Maintenant, avec cette crise, les gens qui étaient auparavant opposés (à une santé publique forte) réalisent que nous avons tous intérêt à avoir quelque chose de fort, et c'est une opportunité, car la crise redistribue la capacité de bloquer les réformes, le pouvoir et l'influence, et change la perception collective de certains biens publics. 

Nous semblons d'accord sur le fait qu'un système inclusif et de qualité est quelque chose qui profite à tous, et nous sommes prêts à y contribuer. 

Et cela va au-delà, par exemple, de ce que nous, économistes, appelons les stabilisateurs automatiques comme l'assurance chômage, qui sont très faibles en Amérique latine. 

La faiblesse budgétaire ou les problèmes politiques signifient que nous sommes confrontés à de profondes inégalités. Cette crise est l'occasion de penser que les stabilisateurs sociaux ont une valeur importante.

Alors... L'image de l'État, qui était très faible dans la région, est-elle en train d'être réhabilitée ? 

Avant le COVID-19, c'était mauvais et la confiance dans les institutions de l'État était en chute libre... Ils ont dit que le gouvernement devait protéger ceux qui en avaient le plus, et que la confiance dans les gouvernements baissait... Mais maintenant, il y a des cas, comme au Pérou et dans d'autres pays, où les gens voient comment les institutions réagissent, et c'est une lumière positive. 

Cela peut être l'occasion de voir que, dans des moments comme celui-ci, l'État peut avoir un effet significatif sur nos vies, retrouver sa crédibilité même lorsqu'il y a des mesures excessives comme l'enfermement, qui est perçu comme négatif. 
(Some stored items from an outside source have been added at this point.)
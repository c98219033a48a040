//! Theme command handlers

use anyhow::{anyhow, Context, Result};

use ribbon_core::theme::{load_theme, save_theme};
use ribbon_core::{SlotStorage, Theme};

use crate::output::{Output, OutputFormat};

fn print_theme(theme: Theme, output: &Output) {
    match output.format {
        OutputFormat::Json => println!("{}", serde_json::json!({ "theme": theme })),
        OutputFormat::Quiet | OutputFormat::Human => println!("{}", theme),
    }
}

/// Show the saved theme
pub fn show(storage: &impl SlotStorage, output: &Output) -> Result<()> {
    print_theme(load_theme(storage), output);
    Ok(())
}

/// Switch to the other theme
pub fn toggle(storage: &mut impl SlotStorage, output: &Output) -> Result<()> {
    let theme = load_theme(storage).toggle();
    save_theme(storage, theme).context("Failed to save theme")?;

    output.success(&format!("Theme set to {}", theme));
    Ok(())
}

/// Set the theme by name
pub fn set(storage: &mut impl SlotStorage, name: &str, output: &Output) -> Result<()> {
    let theme: Theme = name.parse().map_err(|e: String| anyhow!(e))?;
    save_theme(storage, theme).context("Failed to save theme")?;

    output.success(&format!("Theme set to {}", theme));
    Ok(())
}

#[cfg(test)]
mod tests {
    use super::*;
    use ribbon_core::MemoryStorage;

    #[test]
    fn test_toggle_and_set() {
        let output = Output::new(OutputFormat::Quiet);
        let mut storage = MemoryStorage::new();

        toggle(&mut storage, &output).unwrap();
        assert_eq!(load_theme(&storage), Theme::Dark);

        set(&mut storage, "LIGHT", &output).unwrap();
        assert_eq!(load_theme(&storage), Theme::Light);

        assert!(set(&mut storage, "sepia", &output).is_err());
        assert_eq!(load_theme(&storage), Theme::Light);
    }
}
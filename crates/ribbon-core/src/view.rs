//! List view synchronisation
//!
//! Turns a bookmark sequence (the whole collection or a search result) into a
//! render-ready `ListView`. Rendering is a pure function of its input: the UI
//! layer calls it again after every mutation or query change instead of
//! patching a previous view.
//!
//! Each item carries two positions. `position` is its offset in the rendered
//! list; `index` is its offset in the store's collection and is the value a
//! delete action hands back to `BookmarkStore::remove_at`. They only differ
//! for filtered views.

use chrono::{DateTime, Utc};
use serde::Serialize;

use crate::models::Bookmark;
use crate::store::Match;

/// Placeholder shown when there is nothing to list
pub const EMPTY_MESSAGE: &str = "No bookmarks found. Add your first bookmark!";

/// One rendered bookmark
#[derive(Debug, Clone, PartialEq, Eq, Serialize)]
pub struct ItemView {
    /// Offset in the rendered sequence
    pub position: usize,
    /// Offset in the store collection, for `remove_at`
    pub index: usize,
    pub title: String,
    pub url: String,
    pub date_added: DateTime<Utc>,
}

impl ItemView {
    /// Markup for a single bookmark card
    pub fn to_html(&self) -> String {
        let title = escape_html(&self.title);
        let url = escape_html(&self.url);
        format!(
            concat!(
                "<div class=\"bookmark-card\" data-index=\"{index}\" data-url=\"{url}\">\n",
                "    <div class=\"bookmark-icon\"><i class=\"bx bx-bookmark\"></i></div>\n",
                "    <h3 class=\"bookmark-title\">{title}</h3>\n",
                "    <p class=\"bookmark-url\">{url}</p>\n",
                "    <button class=\"delete-button\" data-index=\"{index}\" title=\"Delete bookmark\">",
                "<i class=\"bx bx-trash\"></i></button>\n",
                "</div>\n",
            ),
            index = self.index,
            url = url,
            title = title,
        )
    }
}

/// Render-ready bookmark list
#[derive(Debug, Clone, PartialEq, Eq, Serialize)]
#[serde(tag = "state", content = "items", rename_all = "lowercase")]
pub enum ListView {
    /// Nothing to show; render the placeholder
    Empty,
    /// One entry per bookmark, in sequence order
    Items(Vec<ItemView>),
}

impl ListView {
    pub fn items(&self) -> &[ItemView] {
        match self {
            ListView::Empty => &[],
            ListView::Items(items) => items,
        }
    }

    pub fn len(&self) -> usize {
        self.items().len()
    }

    pub fn is_empty(&self) -> bool {
        matches!(self, ListView::Empty)
    }

    /// Item at a rendered position
    pub fn at(&self, position: usize) -> Option<&ItemView> {
        self.items().get(position)
    }

    /// Markup for the whole list
    pub fn to_html(&self) -> String {
        match self {
            ListView::Empty => format!(
                concat!(
                    "<div class=\"empty-state\">\n",
                    "    <i class=\"bx bx-bookmark-alt\"></i>\n",
                    "    <p>{}</p>\n",
                    "</div>\n",
                ),
                EMPTY_MESSAGE
            ),
            ListView::Items(items) => items.iter().map(ItemView::to_html).collect(),
        }
    }
}

/// Render a plain sequence; positions double as collection indices
pub fn render(bookmarks: &[Bookmark]) -> ListView {
    build(bookmarks.iter().enumerate())
}

/// Render search hits, keeping each hit's collection index
pub fn render_matches(matches: &[Match<'_>]) -> ListView {
    build(matches.iter().map(|m| (m.index, m.bookmark)))
}

fn build<'a>(entries: impl Iterator<Item = (usize, &'a Bookmark)>) -> ListView {
    let items: Vec<ItemView> = entries
        .enumerate()
        .map(|(position, (index, bookmark))| ItemView {
            position,
            index,
            title: bookmark.title.clone(),
            url: bookmark.url.clone(),
            date_added: bookmark.date_added.as_datetime(),
        })
        .collect();

    if items.is_empty() {
        ListView::Empty
    } else {
        ListView::Items(items)
    }
}

/// Escape text for embedding in HTML content or quoted attributes
pub fn escape_html(unsafe_text: &str) -> String {
    let mut escaped = String::with_capacity(unsafe_text.len());
    for c in unsafe_text.chars() {
        match c {
            '&' => escaped.push_str("&amp;"),
            '<' => escaped.push_str("&lt;"),
            '>' => escaped.push_str("&gt;"),
            '"' => escaped.push_str("&quot;"),
            '\'' => escaped.push_str("&#039;"),
            _ => escaped.push(c),
        }
    }
    escaped
}

#[cfg(test)]
mod tests {
    use super::*;
    use crate::storage::MemoryStorage;
    use crate::store::BookmarkStore;

    fn store_with(titles: &[&str]) -> BookmarkStore<MemoryStorage> {
        let mut store = BookmarkStore::load(MemoryStorage::new());
        for title in titles.iter().rev() {
            store
                .add(title, &format!("{}.example.com", title.to_lowercase()))
                .unwrap();
        }
        store
    }

    #[test]
    fn test_render_empty() {
        let view = render(&[]);
        assert_eq!(view, ListView::Empty);
        assert!(view.is_empty());
        assert_eq!(view.len(), 0);
        assert!(view.to_html().contains(EMPTY_MESSAGE));
        assert!(!view.to_html().contains("bookmark-card"));
    }

    #[test]
    fn test_render_tags_positions_in_order() {
        let store = store_with(&["A", "B", "C"]);
        let view = render(store.bookmarks());

        let tags: Vec<_> = view.items().iter().map(|i| (i.position, i.index)).collect();
        assert_eq!(tags, vec![(0, 0), (1, 1), (2, 2)]);
        assert_eq!(view.at(1).unwrap().title, "B");
    }

    #[test]
    fn test_render_matches_keeps_collection_index() {
        let store = store_with(&["Alpha", "Beta", "Alphabet"]);
        let view = render_matches(&store.matches("alpha"));

        let tags: Vec<_> = view.items().iter().map(|i| (i.position, i.index)).collect();
        assert_eq!(tags, vec![(0, 0), (1, 2)]);
    }

    #[test]
    fn test_delete_from_filtered_view_hits_the_right_record() {
        let mut store = store_with(&["Alpha", "Beta", "Alphabet"]);
        let view = render_matches(&store.matches("bet"));

        let target = view.at(1).unwrap();
        assert_eq!(target.title, "Alphabet");

        let removed = store.remove_at(target.index).unwrap();
        assert_eq!(removed.title, "Alphabet");

        let remaining: Vec<_> = store.bookmarks().iter().map(|b| b.title.as_str()).collect();
        assert_eq!(remaining, vec!["Alpha", "Beta"]);
    }

    #[test]
    fn test_render_empty_search_shows_placeholder() {
        let store = store_with(&["A"]);
        assert_eq!(render_matches(&store.matches("zzz")), ListView::Empty);
    }

    #[test]
    fn test_render_does_not_mutate_input() {
        let store = store_with(&["A", "B"]);
        let before = store.collection().clone();
        let _ = render(store.bookmarks());
        assert_eq!(store.collection(), &before);
    }

    #[test]
    fn test_escape_html() {
        assert_eq!(
            escape_html(r#"<a href="x">Tom & Jerry's</a>"#),
            "&lt;a href=&quot;x&quot;&gt;Tom &amp; Jerry&#039;s&lt;/a&gt;"
        );
        assert_eq!(escape_html("plain"), "plain");
        assert_eq!(escape_html("&amp;"), "&amp;amp;");
    }

    #[test]
    fn test_item_html_is_escaped() {
        let mut store = BookmarkStore::load(MemoryStorage::new());
        store
            .add("<script>alert('x')</script>", "example.com/?q=\"a\"&b=<c>")
            .unwrap();

        let html = render(store.bookmarks()).to_html();
        assert!(!html.contains("<script>"));
        assert!(html.contains("&lt;script&gt;alert(&#039;x&#039;)&lt;/script&gt;"));
        assert!(html.contains("data-url=\"https://example.com/?q=&quot;a&quot;&amp;b=&lt;c&gt;\""));
        assert!(html.contains("data-index=\"0\""));
    }

    #[test]
    fn test_serialized_view_shape() {
        assert_eq!(
            serde_json::to_value(ListView::Empty).unwrap(),
            serde_json::json!({"state": "empty"})
        );

        let store = store_with(&["A"]);
        let value = serde_json::to_value(render(store.bookmarks())).unwrap();
        assert_eq!(value["state"], "items");
        assert_eq!(value["items"][0]["index"], 0);
        assert_eq!(value["items"][0]["url"], "https://a.example.com");
    }
}
//! Storage errors
//!
//! Every failure on a slot records the operation, the slot name and the
//! backing path, plus a coarse `FailureKind` so callers can suggest a fix
//! without inspecting `io::Error` themselves.

use std::fmt;
use std::io;
use std::path::PathBuf;
use thiserror::Error;

/// Operation being performed on a slot
#[derive(Debug, Clone, Copy, PartialEq, Eq)]
pub enum SlotOp {
    Read,
    Write,
    Remove,
}

impl fmt::Display for SlotOp {
    fn fmt(&self, f: &mut fmt::Formatter<'_>) -> fmt::Result {
        f.write_str(match self {
            SlotOp::Read => "read",
            SlotOp::Write => "write",
            SlotOp::Remove => "remove",
        })
    }
}

/// Coarse cause of an I/O failure
#[derive(Debug, Clone, Copy, PartialEq, Eq)]
pub enum FailureKind {
    PermissionDenied,
    DiskFull,
    Other,
}

impl FailureKind {
    /// Classify an I/O error
    pub fn of(error: &io::Error) -> Self {
        if error.kind() == io::ErrorKind::PermissionDenied {
            return FailureKind::PermissionDenied;
        }
        let msg = error.to_string().to_lowercase();
        if ["no space left", "disk full", "quota exceeded", "not enough space"]
            .iter()
            .any(|needle| msg.contains(needle))
        {
            FailureKind::DiskFull
        } else {
            FailureKind::Other
        }
    }
}

impl fmt::Display for FailureKind {
    fn fmt(&self, f: &mut fmt::Formatter<'_>) -> fmt::Result {
        f.write_str(match self {
            FailureKind::PermissionDenied => "permission denied",
            FailureKind::DiskFull => "disk full",
            FailureKind::Other => "I/O error",
        })
    }
}

/// Errors from slot storage backends
#[derive(Error, Debug)]
pub enum StorageError {
    #[error("Could not create data directory '{path}': {source}")]
    CreateDirectory {
        path: PathBuf,
        #[source]
        source: io::Error,
    },

    /// A read, write or remove on one slot failed
    #[error("Could not {op} slot '{slot}' at '{path}' ({kind}): {source}")]
    Slot {
        op: SlotOp,
        slot: String,
        path: PathBuf,
        kind: FailureKind,
        #[source]
        source: io::Error,
    },

    /// Slot name cannot be mapped to a file
    #[error("Invalid slot name '{key}'")]
    InvalidSlot { key: String },

    /// The finished temp file could not be moved over the slot file
    #[error("Could not replace '{path}' with its new contents: {source}")]
    Replace {
        path: PathBuf,
        #[source]
        source: io::Error,
    },

    #[error("Failed to serialize value: {0}")]
    Serialize(#[from] serde_json::Error),
}

impl StorageError {
    /// A failed operation on `slot`, classified by its I/O error
    pub fn slot(op: SlotOp, slot: &str, path: PathBuf, source: io::Error) -> Self {
        StorageError::Slot {
            op,
            slot: slot.to_string(),
            path,
            kind: FailureKind::of(&source),
            source,
        }
    }

    /// Coarse cause of the failure
    pub fn kind(&self) -> FailureKind {
        match self {
            StorageError::Slot { kind, .. } => *kind,
            StorageError::CreateDirectory { source, .. }
            | StorageError::Replace { source, .. } => FailureKind::of(source),
            StorageError::InvalidSlot { .. } | StorageError::Serialize(_) => FailureKind::Other,
        }
    }

    /// A hint for the user, when there is an obvious fix
    pub fn recovery_suggestion(&self) -> Option<&'static str> {
        match (self, self.kind()) {
            (_, FailureKind::DiskFull) => Some("Free up disk space and try again."),
            (_, FailureKind::PermissionDenied) => {
                Some("Check that you own the data directory and can write to it.")
            }
            (StorageError::CreateDirectory { .. }, FailureKind::Other) => {
                Some("Check that data_dir points somewhere writable (ribbon config show).")
            }
            _ => None,
        }
    }
}

/// Result type for storage operations
pub type StorageResult<T> = Result<T, StorageError>;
En général, la crise de COVID-19 a été bien caractérisée par le positif, et cela crée une opportunité. Nous nous faisons également davantage confiance, nous voyons à quel point nous sommes liés, et il est positif de renforcer les liens et la solidarité communautaire. Il existe une solution potentielle à ce problème, avec une amélioration du tissu social et une plus grande confiance dans l'État.

Quelles sont donc les clés pour que l'Amérique latine profite efficacement de cette crise et améliore sa gouvernance ? 

La communication et la transparence des décisions et des raisons pour lesquelles elles sont prises. Ils montrent que là où il y a plus de transparence et d'explication, il y a un meilleur respect des règles et une meilleure relation entre le gouvernement et les citoyens. 

Nous devons également donner une idée claire de l'engagement budgétaire en faveur des plus vulnérables et du fait qu'une convention collective est une réponse correcte à la crise. Nous devons réaliser que l'inclusion est dans notre intérêt à tous.

Ce message doit être donné clairement, et les acteurs citoyens, ceux qui sont touchés, doivent y participer pour décider comment sortir de la crise.

Nous parlons ici de la légitimité des processus qui mènent aux décisions, du fait que les acteurs font partie de la conception de la voie de sortie. 

Essayez de soutenir les coalitions qui se forment pour la solidarité communautaire, les contributions privées aux biens publics et la confiance dans les gouvernements. Lorsque la confiance règne, donnez-leur plus de durabilité pour une sortie positive. Ce n'est pas simple, mais il y a des moyens de s'en servir.